From SD 72-SH-0003 B-70 Aircraft Study Final Report Volume IV, available here: https://ntrs.nasa.gov/search?q=19950002361

The following is from pages IV-6 and IV-7. The image is from page IV-23.

My note: AIS = Air Induction Subsystem.

"The AIS of the B-70 was a multi-shock, variable area, convergent-divergent inlet with essentially four regimes of operation...

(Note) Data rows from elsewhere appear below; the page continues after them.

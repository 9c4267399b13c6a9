//! In-memory peer connection used by unit tests.

use crate::display::ChatDisplay;
use crate::error::{Error, Result};
use crate::peer::transport::{ChatChannel, PeerEvent, PeerEventSender, PeerTransport, Subscription};
use crate::peer::types::{GatheringState, IceCandidate, SessionDescription};
use async_trait::async_trait;
use parking_lot::Mutex;
use std::sync::Arc;

type Listener = Arc<Mutex<Option<PeerEventSender>>>;

pub struct MockTransport {
    events: Listener,
    gathering: Arc<Mutex<GatheringState>>,
    local: Mutex<Option<SessionDescription>>,
    remote: Mutex<Option<SessionDescription>>,
    offers: Mutex<Vec<bool>>,
    answers: Mutex<Vec<bool>>,
    applied: Mutex<Vec<IceCandidate>>,
    channels: Mutex<Vec<Arc<MockChannel>>>,
    local_candidates: Vec<IceCandidate>,
    failing_candidate: Option<String>,
    reject_remote: bool,
    stall_gathering: bool,
}

impl MockTransport {
    pub fn new() -> Self {
        Self {
            events: Arc::new(Mutex::new(None)),
            gathering: Arc::new(Mutex::new(GatheringState::New)),
            local: Mutex::new(None),
            remote: Mutex::new(None),
            offers: Mutex::new(Vec::new()),
            answers: Mutex::new(Vec::new()),
            applied: Mutex::new(Vec::new()),
            channels: Mutex::new(Vec::new()),
            local_candidates: vec![
                IceCandidate::new("candidate:1 1 udp 2130706431 192.168.1.10 50000 typ host"),
                IceCandidate::new("candidate:2 1 udp 1694498815 203.0.113.10 50001 typ srflx"),
            ],
            failing_candidate: None,
            reject_remote: false,
            stall_gathering: false,
        }
    }

    /// `add_ice_candidate` fails for candidates containing `needle`
    pub fn fail_candidate(mut self, needle: &str) -> Self {
        self.failing_candidate = Some(needle.to_string());
        self
    }

    pub fn reject_remote_description(mut self) -> Self {
        self.reject_remote = true;
        self
    }

    /// Gathering starts but never completes
    pub fn stall_gathering(mut self) -> Self {
        self.stall_gathering = true;
        self
    }

    pub fn local_candidates(&self) -> Vec<IceCandidate> {
        self.local_candidates.clone()
    }

    pub fn offers(&self) -> Vec<bool> {
        self.offers.lock().clone()
    }

    pub fn answers(&self) -> Vec<bool> {
        self.answers.lock().clone()
    }

    pub fn applied_candidates(&self) -> Vec<IceCandidate> {
        self.applied.lock().clone()
    }

    pub fn remote(&self) -> Option<SessionDescription> {
        self.remote.lock().clone()
    }

    pub fn channels(&self) -> Vec<Arc<MockChannel>> {
        self.channels.lock().clone()
    }

    pub fn is_subscribed(&self) -> bool {
        self.events.lock().is_some()
    }

    /// Raise an event as if the engine had produced it
    pub fn emit(&self, event: PeerEvent) -> bool {
        emit(&self.events, event)
    }

    fn start_gathering(&self) {
        let events = self.events.clone();
        let gathering = self.gathering.clone();
        let candidates = self.local_candidates.clone();
        let stall = self.stall_gathering;

        tokio::spawn(async move {
            *gathering.lock() = GatheringState::Gathering;
            emit(&events, PeerEvent::GatheringStateChanged(GatheringState::Gathering));
            for candidate in candidates {
                tokio::task::yield_now().await;
                emit(&events, PeerEvent::CandidateDiscovered(Some(candidate)));
            }
            if stall {
                return;
            }
            tokio::task::yield_now().await;
            *gathering.lock() = GatheringState::Complete;
            emit(&events, PeerEvent::GatheringStateChanged(GatheringState::Complete));
            emit(&events, PeerEvent::CandidateDiscovered(None));
        });
    }
}

fn emit(listener: &Listener, event: PeerEvent) -> bool {
    match listener.lock().as_ref() {
        Some(tx) => tx.send(event).is_ok(),
        None => false,
    }
}

#[async_trait]
impl PeerTransport for MockTransport {
    async fn create_offer(&self, ice_restart: bool) -> Result<SessionDescription> {
        self.offers.lock().push(ice_restart);
        Ok(SessionDescription::offer("v=0\r\ns=mock-offer\r\n"))
    }

    async fn create_answer(&self, ice_restart: bool) -> Result<SessionDescription> {
        if self.remote.lock().is_none() {
            return Err(Error::Negotiation("no remote offer".into()));
        }
        self.answers.lock().push(ice_restart);
        Ok(SessionDescription::answer("v=0\r\ns=mock-answer\r\n"))
    }

    async fn set_local_description(&self, desc: SessionDescription) -> Result<()> {
        *self.local.lock() = Some(desc);
        self.start_gathering();
        Ok(())
    }

    async fn set_remote_description(&self, desc: SessionDescription) -> Result<()> {
        if self.reject_remote {
            return Err(Error::Negotiation("invalid session description".into()));
        }
        *self.remote.lock() = Some(desc);
        Ok(())
    }

    async fn local_description(&self) -> Option<SessionDescription> {
        self.local.lock().clone()
    }

    async fn add_ice_candidate(&self, candidate: IceCandidate) -> Result<()> {
        tokio::task::yield_now().await;
        if let Some(needle) = &self.failing_candidate {
            if candidate.candidate.contains(needle.as_str()) {
                return Err(Error::IceApplication(candidate.candidate));
            }
        }
        self.applied.lock().push(candidate);
        Ok(())
    }

    fn ice_gathering_state(&self) -> GatheringState {
        *self.gathering.lock()
    }

    async fn create_data_channel(&self, label: &str) -> Result<Arc<dyn ChatChannel>> {
        let channel = MockChannel::new(label);
        self.channels.lock().push(channel.clone());
        Ok(channel)
    }

    fn subscribe(&self, events: PeerEventSender) -> Subscription {
        *self.events.lock() = Some(events);
        let listener = self.events.clone();
        Subscription::new(move || {
            listener.lock().take();
        })
    }

    async fn close(&self) -> Result<()> {
        Ok(())
    }
}

pub struct MockChannel {
    label: String,
    listener: Listener,
    sent: Mutex<Vec<String>>,
    closed: Mutex<bool>,
}

impl MockChannel {
    pub fn new(label: &str) -> Arc<Self> {
        Arc::new(Self {
            label: label.to_string(),
            listener: Arc::new(Mutex::new(None)),
            sent: Mutex::new(Vec::new()),
            closed: Mutex::new(false),
        })
    }

    /// A message arriving from the remote side. Returns whether anyone was
    /// listening.
    pub fn deliver(&self, text: &str) -> bool {
        emit(
            &self.listener,
            PeerEvent::MessageReceived {
                label: self.label.clone(),
                text: text.to_string(),
            },
        )
    }

    pub fn is_subscribed(&self) -> bool {
        self.listener.lock().is_some()
    }

    pub fn sent(&self) -> Vec<String> {
        self.sent.lock().clone()
    }

    pub fn is_closed(&self) -> bool {
        *self.closed.lock()
    }
}

#[async_trait]
impl ChatChannel for MockChannel {
    fn label(&self) -> String {
        self.label.clone()
    }

    async fn send_text(&self, text: &str) -> Result<()> {
        if *self.closed.lock() {
            return Err(Error::Send("channel closed".into()));
        }
        self.sent.lock().push(text.to_string());
        Ok(())
    }

    fn subscribe(&self, events: PeerEventSender) -> Subscription {
        *self.listener.lock() = Some(events);
        let listener = self.listener.clone();
        Subscription::new(move || {
            listener.lock().take();
        })
    }

    async fn close(&self) -> Result<()> {
        *self.closed.lock() = true;
        Ok(())
    }
}

/// Display that keeps every line
#[derive(Default)]
pub struct RecordingDisplay {
    lines: Mutex<Vec<String>>,
}

impl RecordingDisplay {
    pub fn new() -> Arc<Self> {
        Arc::new(Self::default())
    }

    pub fn lines(&self) -> Vec<String> {
        self.lines.lock().clone()
    }

    pub fn contains(&self, text: &str) -> bool {
        self.lines.lock().iter().any(|l| l.contains(text))
    }
}

impl ChatDisplay for RecordingDisplay {
    fn display_line(&self, text: &str) {
        self.lines.lock().push(text.to_string());
    }
}

/// Yield to spawned tasks until `cond` holds
pub async fn eventually(mut cond: impl FnMut() -> bool) -> bool {
    for _ in 0..200 {
        if cond() {
            return true;
        }
        tokio::task::yield_now().await;
    }
    cond()
}
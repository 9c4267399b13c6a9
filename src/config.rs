// Application configuration
// Logging is on by default only in debug builds

use crate::error::{Error, Result};
use crate::peer::types::ServerConfig;
use crate::utils::add_ice_url_scheme;
use log::{debug, warn};
use serde::{Deserialize, Serialize};
use std::path::Path;
use std::time::Duration;
use webrtc::ice_transport::ice_server::RTCIceServer;

#[cfg(debug_assertions)]
pub const LOGGING_ENABLED: bool = true;

#[cfg(not(debug_assertions))]
pub const LOGGING_ENABLED: bool = false;

pub const DEFAULT_CHANNEL_LABEL: &str = "chat";

#[derive(Debug, Clone, PartialEq, Serialize, Deserialize)]
#[serde(default)]
pub struct Config {
    pub ice_servers: Vec<ServerConfig>,
    /// Label of the data channel the hosting side opens
    pub channel_label: String,
    /// Gzip payload JSON before base64 (shorter blobs)
    pub compress_payloads: bool,
    /// Give up waiting for ICE gathering after this many seconds; wait
    /// forever when unset
    pub gather_timeout_secs: Option<u64>,
}

impl Default for Config {
    fn default() -> Self {
        Self {
            ice_servers: default_ice_servers(),
            channel_label: DEFAULT_CHANNEL_LABEL.to_string(),
            compress_payloads: false,
            gather_timeout_secs: None,
        }
    }
}

pub fn default_ice_servers() -> Vec<ServerConfig> {
    vec![
        ServerConfig {
            id: "default-stun".into(),
            r#type: "stun".into(),
            url: "stun:stun.l.google.com:19302".into(),
            username: None,
            credential: None,
        },
        ServerConfig {
            id: "default-stun-1".into(),
            r#type: "stun".into(),
            url: "stun:stun1.l.google.com:19302".into(),
            username: None,
            credential: None,
        },
    ]
}

impl Config {
    /// Load from a TOML file; a missing file yields the defaults
    pub fn load(path: &Path) -> Result<Self> {
        if !path.exists() {
            warn!("Config file {} not found, using defaults", path.display());
            return Ok(Config::default());
        }

        let content = std::fs::read_to_string(path)?;
        Self::from_toml(&content)
    }

    pub fn from_toml(content: &str) -> Result<Self> {
        Ok(toml::from_str(content)?)
    }

    pub fn validate(&self) -> Result<()> {
        for server in &self.ice_servers {
            if server.url.is_empty() {
                return Err(Error::Config(format!(
                    "ICE server '{}' has an empty URL",
                    server.id
                )));
            }

            if server.r#type == "turn" && (server.username.is_none() || server.credential.is_none())
            {
                return Err(Error::Config(format!(
                    "TURN server '{}' ({}) requires username and credential",
                    server.id, server.url
                )));
            }
        }

        if self.channel_label.is_empty() {
            return Err(Error::Config("channel label cannot be empty".into()));
        }

        if self.gather_timeout_secs == Some(0) {
            return Err(Error::Config("gather timeout must be non-zero".into()));
        }
        Ok(())
    }

    pub fn gather_timeout(&self) -> Option<Duration> {
        self.gather_timeout_secs.map(Duration::from_secs)
    }

    pub fn rtc_ice_servers(&self) -> Vec<RTCIceServer> {
        self.ice_servers
            .iter()
            .map(|config| {
                let url = add_ice_url_scheme(config);
                debug!("ICE server {}: {}", config.id, url);
                RTCIceServer {
                    urls: vec![url],
                    username: config.username.clone().unwrap_or_default(),
                    credential: config.credential.clone().unwrap_or_default(),
                }
            })
            .collect()
    }
}
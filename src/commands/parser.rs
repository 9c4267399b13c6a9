/// Marks a line as a command rather than a chat message
pub const COMMAND_MARKER: char = '/';

/// One line of user input
#[derive(Debug, Clone, PartialEq, Eq)]
pub enum Command {
    Host,
    Join(String),
    Status,
    Help,
    Quit,
    /// Known command given without its required argument
    MissingArgument(&'static str),
    Invalid(String),
    Message(String),
    Empty,
}

impl Command {
    pub fn parse(line: &str) -> Command {
        let line = line.trim_end_matches(['\r', '\n']);
        if line.trim().is_empty() {
            return Command::Empty;
        }

        let Some(rest) = line.strip_prefix(COMMAND_MARKER) else {
            return Command::Message(line.to_string());
        };

        // everything after the first blank is one argument, spaces included
        let (token, args) = rest.split_once(char::is_whitespace).unwrap_or((rest, ""));
        match token {
            "host" => Command::Host,
            "join" if args.trim().is_empty() => Command::MissingArgument("join"),
            "join" => Command::Join(args.to_string()),
            "status" => Command::Status,
            "help" => Command::Help,
            "quit" | "exit" => Command::Quit,
            other => Command::Invalid(other.to_string()),
        }
    }
}

pub const HELP: &[&str] = &[
    "/host            create an offer payload to send to your peer",
    "/join <payload>  apply a payload from your peer (offer or answer)",
    "/status          show negotiation state",
    "/quit            close the connection and exit",
    "anything else is sent as a chat message",
];
//! Offer/answer negotiation over copy-pasted session payloads.
//!
//! The negotiator owns the peer connection handle, the buffer of locally
//! gathered ICE candidates and the active data channel. Peer-connection
//! notifications are processed in arrival order by a single pump task, so
//! by the time the gathering state reads `Complete` every candidate of that
//! round is already in the buffer.
//!
//! Each local description starts a numbered gathering round. The round
//! marker travels through the same queue as the engine's events, so a
//! `Complete` left over from an earlier round never satisfies a later wait.

use crate::config::{Config, DEFAULT_CHANNEL_LABEL};
use crate::display::ChatDisplay;
use crate::error::{Error, Result};
use crate::logger::dump_candidate;
use crate::peer::codec::PayloadCodec;
use crate::peer::data_channel::{hand_over, ActiveChannel};
use crate::peer::ice::{analyze_candidates, apply_remote_candidates, CandidateBuffer};
use crate::peer::state::NegotiationState;
use crate::peer::transport::{
    ChatChannel, PeerEvent, PeerEventReceiver, PeerEventSender, PeerTransport, Subscription,
};
use crate::peer::types::{
    ConnectionState, GatheringState, IceCandidate, SdpType, SessionPayload,
};
use crate::utils::random_id;
use log::{debug, info, warn};
use parking_lot::Mutex;
use std::sync::atomic::{AtomicU64, Ordering};
use std::sync::Arc;
use std::time::Duration;
use tokio::sync::{mpsc, watch};
use tokio::task::JoinHandle;
use tokio::time::timeout;

#[derive(Debug, Clone)]
pub struct NegotiatorOptions {
    pub channel_label: String,
    pub compress_payloads: bool,
    pub gather_timeout: Option<Duration>,
}

impl Default for NegotiatorOptions {
    fn default() -> Self {
        Self {
            channel_label: DEFAULT_CHANNEL_LABEL.to_string(),
            compress_payloads: false,
            gather_timeout: None,
        }
    }
}

impl From<&Config> for NegotiatorOptions {
    fn from(config: &Config) -> Self {
        Self {
            channel_label: config.channel_label.clone(),
            compress_payloads: config.compress_payloads,
            gather_timeout: config.gather_timeout(),
        }
    }
}

/// Result of applying a remote payload
#[derive(Debug, Clone, PartialEq, Eq)]
pub enum JoinOutcome {
    /// The payload was an answer to our offer; nothing left to send
    Completed,
    /// The payload was an offer; send this answer payload back
    Reply(String),
}

pub struct SessionNegotiator {
    transport: Arc<dyn PeerTransport>,
    inner: Arc<Inner>,
    codec: PayloadCodec,
    options: NegotiatorOptions,
    peer_subscription: Mutex<Option<Subscription>>,
    pump: JoinHandle<()>,
}

/// Gathering state as seen by the pump, tagged with the round it belongs to
#[derive(Debug, Clone, Copy, PartialEq, Eq)]
struct GatheringRound {
    round: u64,
    state: GatheringState,
}

/// State shared with the event pump
struct Inner {
    id: String,
    candidates: Mutex<CandidateBuffer>,
    gathering: watch::Sender<GatheringRound>,
    /// Latest round handed to the pump; 0 before any local description
    round: AtomicU64,
    state: Mutex<NegotiationState>,
    channel: Mutex<Option<ActiveChannel>>,
    display: Arc<dyn ChatDisplay>,
    events: PeerEventSender,
}

impl SessionNegotiator {
    /// Subscribes to the transport and starts the event pump. Must be called
    /// inside a tokio runtime.
    pub fn new(
        transport: Arc<dyn PeerTransport>,
        display: Arc<dyn ChatDisplay>,
        options: NegotiatorOptions,
    ) -> Self {
        let (tx, rx) = mpsc::unbounded_channel();
        let (gathering, _) = watch::channel(GatheringRound {
            round: 0,
            state: transport.ice_gathering_state(),
        });

        let inner = Arc::new(Inner {
            id: random_id(),
            candidates: Mutex::new(CandidateBuffer::default()),
            gathering,
            round: AtomicU64::new(0),
            state: Mutex::new(NegotiationState::Idle),
            channel: Mutex::new(None),
            display,
            events: tx.clone(),
        });
        info!("[{}] Session negotiator created", inner.id);

        let peer_subscription = transport.subscribe(tx);
        let pump = tokio::spawn(run_pump(inner.clone(), rx));

        Self {
            transport,
            inner,
            codec: PayloadCodec::new(options.compress_payloads),
            options,
            peer_subscription: Mutex::new(Some(peer_subscription)),
            pump,
        }
    }

    pub fn state(&self) -> NegotiationState {
        *self.inner.state.lock()
    }

    pub fn local_candidates(&self) -> Vec<IceCandidate> {
        self.inner.candidates.lock().snapshot()
    }

    pub fn active_channel_label(&self) -> Option<String> {
        self.inner.channel.lock().as_ref().map(|c| c.label())
    }

    /// Start hosting: create an offer, gather every local candidate and
    /// return the encoded payload for the remote peer.
    pub async fn host_session(&self) -> Result<String> {
        self.ensure(NegotiationState::can_host, "host a session")?;
        info!("[{}] Hosting session", self.inner.id);

        // the offer needs a data channel to carry an application section
        if self.inner.channel.lock().is_none() {
            let channel = self
                .transport
                .create_data_channel(&self.options.channel_label)
                .await?;
            *self.inner.channel.lock() = Some(ActiveChannel::attach(
                channel,
                self.inner.events.clone(),
            ));
        }

        let offer = self.transport.create_offer(true).await?;
        self.begin_gathering_round();
        self.transport.set_local_description(offer).await?;
        let payload = self.export_payload().await?;

        *self.inner.state.lock() = NegotiationState::OfferSent;
        Ok(payload)
    }

    /// Apply a payload from the remote peer. An answer completes our own
    /// offer; an offer is answered with a new payload to send back.
    pub async fn join_session(&self, encoded: &str) -> Result<JoinOutcome> {
        let payload = self.codec.decode(encoded)?;
        let role = payload.session.sdp_type;
        match role {
            SdpType::Answer => {
                self.ensure(NegotiationState::can_accept_answer, "apply an answer")?
            }
            SdpType::Offer => self.ensure(NegotiationState::can_accept_offer, "accept an offer")?,
        }
        info!(
            "[{}] Joining with remote {} carrying {} candidates",
            self.inner.id,
            role,
            payload.ice_candidates.len()
        );

        self.transport
            .set_remote_description(payload.session)
            .await?;
        apply_remote_candidates(self.transport.as_ref(), &payload.ice_candidates).await?;

        match role {
            SdpType::Answer => {
                *self.inner.state.lock() = NegotiationState::Connected;
                info!("[{}] Remote answer applied, negotiation complete", self.inner.id);
                Ok(JoinOutcome::Completed)
            }
            SdpType::Offer => {
                let answer = self.transport.create_answer(true).await?;
                self.begin_gathering_round();
                self.transport.set_local_description(answer).await?;
                let reply = self.export_payload().await?;

                *self.inner.state.lock() = NegotiationState::AnswerSent;
                Ok(JoinOutcome::Reply(reply))
            }
        }
    }

    /// Suspend until ICE gathering for the latest local description reaches
    /// `Complete`.
    pub async fn wait_for_ice_candidates(&self) -> Result<()> {
        let round = self.inner.round.load(Ordering::SeqCst);
        let mut rx = self.inner.gathering.subscribe();
        let is_complete =
            move |g: &GatheringRound| g.round == round && g.state == GatheringState::Complete;

        let waited = match self.options.gather_timeout {
            Some(limit) => match timeout(limit, rx.wait_for(is_complete)).await {
                Ok(res) => res.map(|_| ()),
                Err(_) => return Err(Error::GatheringTimeout(limit)),
            },
            None => rx.wait_for(is_complete).await.map(|_| ()),
        };
        waited.map_err(|_| Error::Negotiation("peer connection event stream closed".into()))
    }

    /// Record a locally discovered candidate; `None` ends a gathering round
    /// and is otherwise ignored.
    pub fn handle_candidate_discovered(&self, candidate: Option<IceCandidate>) {
        self.inner.handle_candidate_discovered(candidate);
    }

    /// The remote peer opened its own channel: listen there from now on.
    pub fn handle_remote_channel_opened(&self, channel: Arc<dyn ChatChannel>) {
        self.inner.handle_remote_channel_opened(channel);
    }

    /// Send a chat line over the active data channel
    pub async fn send_message(&self, text: &str) -> Result<()> {
        let channel = self
            .inner
            .channel
            .lock()
            .as_ref()
            .map(ActiveChannel::channel)
            .ok_or(Error::NoChannel)?;
        channel.send_text(text).await
    }

    /// Release every subscription and close the channel and connection.
    pub async fn close(&self) -> Result<()> {
        info!("[{}] Closing session", self.inner.id);
        drop(self.peer_subscription.lock().take());
        let active = self.inner.channel.lock().take();
        if let Some(active) = active {
            let channel = active.channel();
            drop(active);
            if let Err(e) = channel.close().await {
                warn!("Failed to close data channel: {e}");
            }
        }
        self.pump.abort();
        self.transport.close().await
    }

    async fn export_payload(&self) -> Result<String> {
        debug!("[{}] Waiting for ICE candidates...", self.inner.id);
        self.wait_for_ice_candidates().await?;

        let session = self
            .transport
            .local_description()
            .await
            .ok_or_else(|| Error::Negotiation("no local description after gathering".into()))?;
        let ice_candidates = self.inner.candidates.lock().snapshot();
        info!(
            "[{}] Collected {} ICE candidates for {}",
            self.inner.id,
            ice_candidates.len(),
            session.sdp_type
        );
        analyze_candidates(&ice_candidates);

        self.codec.encode(&SessionPayload {
            session,
            ice_candidates,
        })
    }

    /// Open a new gathering round. Must happen before the local description
    /// is set so that every event of the round queues behind the marker.
    fn begin_gathering_round(&self) {
        let round = self.inner.round.fetch_add(1, Ordering::SeqCst) + 1;
        debug!("[{}] Starting ICE gathering round {round}", self.inner.id);
        let _ = self.inner.events.send(PeerEvent::GatheringRoundStarted(round));
    }

    fn ensure(&self, allowed: fn(NegotiationState) -> bool, action: &'static str) -> Result<()> {
        let state = self.state();
        if allowed(state) {
            Ok(())
        } else {
            Err(Error::InvalidState { action, state })
        }
    }
}

impl Drop for SessionNegotiator {
    fn drop(&mut self) {
        self.pump.abort();
    }
}

async fn run_pump(inner: Arc<Inner>, mut rx: PeerEventReceiver) {
    while let Some(event) = rx.recv().await {
        inner.handle_event(event);
    }
}

impl Inner {
    fn handle_event(&self, event: PeerEvent) {
        match event {
            PeerEvent::CandidateDiscovered(candidate) => self.handle_candidate_discovered(candidate),
            PeerEvent::GatheringRoundStarted(round) => {
                self.gathering.send_replace(GatheringRound {
                    round,
                    state: GatheringState::New,
                });
            }
            PeerEvent::GatheringStateChanged(state) => {
                debug!("[{}] ICE gathering state: {:?}", self.id, state);
                self.gathering.send_modify(|g| g.state = state);
            }
            PeerEvent::ConnectionStateChanged(state) => self.handle_connection_state(state),
            PeerEvent::RemoteChannelOpened(channel) => self.handle_remote_channel_opened(channel),
            PeerEvent::ChannelOpened(label) => {
                self.display
                    .display_line(&format!("Channel '{label}' is open, say hello!"));
            }
            PeerEvent::ChannelClosed(label) => {
                self.display
                    .display_line(&format!("Channel '{label}' closed"));
            }
            PeerEvent::MessageReceived { text, .. } => {
                self.display.display_line(&format!("peer: {text}"));
            }
        }
    }

    fn handle_candidate_discovered(&self, candidate: Option<IceCandidate>) {
        match candidate {
            Some(c) if !c.candidate.is_empty() => {
                dump_candidate("LOCAL", &c);
                let mut buffer = self.candidates.lock();
                buffer.push(c);
                debug!("[{}] Added ICE candidate, total count: {}", self.id, buffer.len());
            }
            _ => debug!("[{}] End of candidates for this gathering round", self.id),
        }
    }

    fn handle_remote_channel_opened(&self, channel: Arc<dyn ChatChannel>) {
        let mut slot = self.channel.lock();
        hand_over(&mut slot, channel, self.events.clone());
    }

    fn handle_connection_state(&self, state: ConnectionState) {
        match state {
            ConnectionState::Connected => {
                let mut current = self.state.lock();
                *current = current.on_connected();
                self.display.display_line("Peer connected");
            }
            ConnectionState::Disconnected | ConnectionState::Failed | ConnectionState::Closed => {
                self.display
                    .display_line(&format!("Peer connection {state}"));
            }
            ConnectionState::New | ConnectionState::Connecting => {
                debug!("[{}] Peer connection state: {state}", self.id);
            }
        }
    }
}
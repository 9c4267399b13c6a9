use std::fmt;

/// Where this side is in the offer/answer exchange.
///
/// Hosting side: `Idle -> OfferSent -> Connected` once the answer is applied.
/// Joining side: `Idle -> AnswerSent -> Connected` once the peer connection
/// reports connected.
#[derive(Debug, Clone, Copy, PartialEq, Eq, Default)]
pub enum NegotiationState {
    #[default]
    Idle,
    OfferSent,
    AnswerSent,
    Connected,
}

impl NegotiationState {
    pub fn can_host(self) -> bool {
        self == NegotiationState::Idle
    }

    /// A remote offer is only accepted by a side that has not negotiated yet.
    pub fn can_accept_offer(self) -> bool {
        self == NegotiationState::Idle
    }

    /// A remote answer only makes sense after our own offer went out.
    pub fn can_accept_answer(self) -> bool {
        self == NegotiationState::OfferSent
    }

    /// Peer connection reported connected.
    pub fn on_connected(self) -> NegotiationState {
        match self {
            NegotiationState::OfferSent | NegotiationState::AnswerSent => {
                NegotiationState::Connected
            }
            other => other,
        }
    }
}

impl fmt::Display for NegotiationState {
    fn fmt(&self, f: &mut fmt::Formatter<'_>) -> fmt::Result {
        let s = match self {
            NegotiationState::Idle => "idle",
            NegotiationState::OfferSent => "offer sent",
            NegotiationState::AnswerSent => "answer sent",
            NegotiationState::Connected => "connected",
        };
        f.write_str(s)
    }
}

...During take-off and low subsonic flight (up to local Mach number 0.6), the bypass doors were closed and the throat panels fully retracted to provide maximum air capture area. At high subsonic-low supersonic speeds (up to local Mach number 1.1), the bypass doors were still closed while the throat panels moved from the maximum width of 48 inches to approximately 46 inches. (Note: Throat width is sometimes identified as throat height.) At the intermediate supersonic speeds (up to local Mach number 1.8), the bypass doors were opened a fixed increment while the throat panels had scheduled to an approximate width of 41 inches. Above local Mach number 1.8 and at high supersonic speeds, the bypass doors were modulated for terminal shock control while the throat panels were scheduled as a function of local Mach number to a minimum width of approximately 21 inches.

To maintain efficiency throughout the wide range of operating conditions from take-off to Mach 3 cruise, the variable geometry features of the B-70 AIS provided continuous match of inlet and engines for maximum inlet recovery and engine thrust. As previously stated, for take-off, the inlet was at maximum air capture area with the bypass doors closed to provide the volume of air demanded by the engines."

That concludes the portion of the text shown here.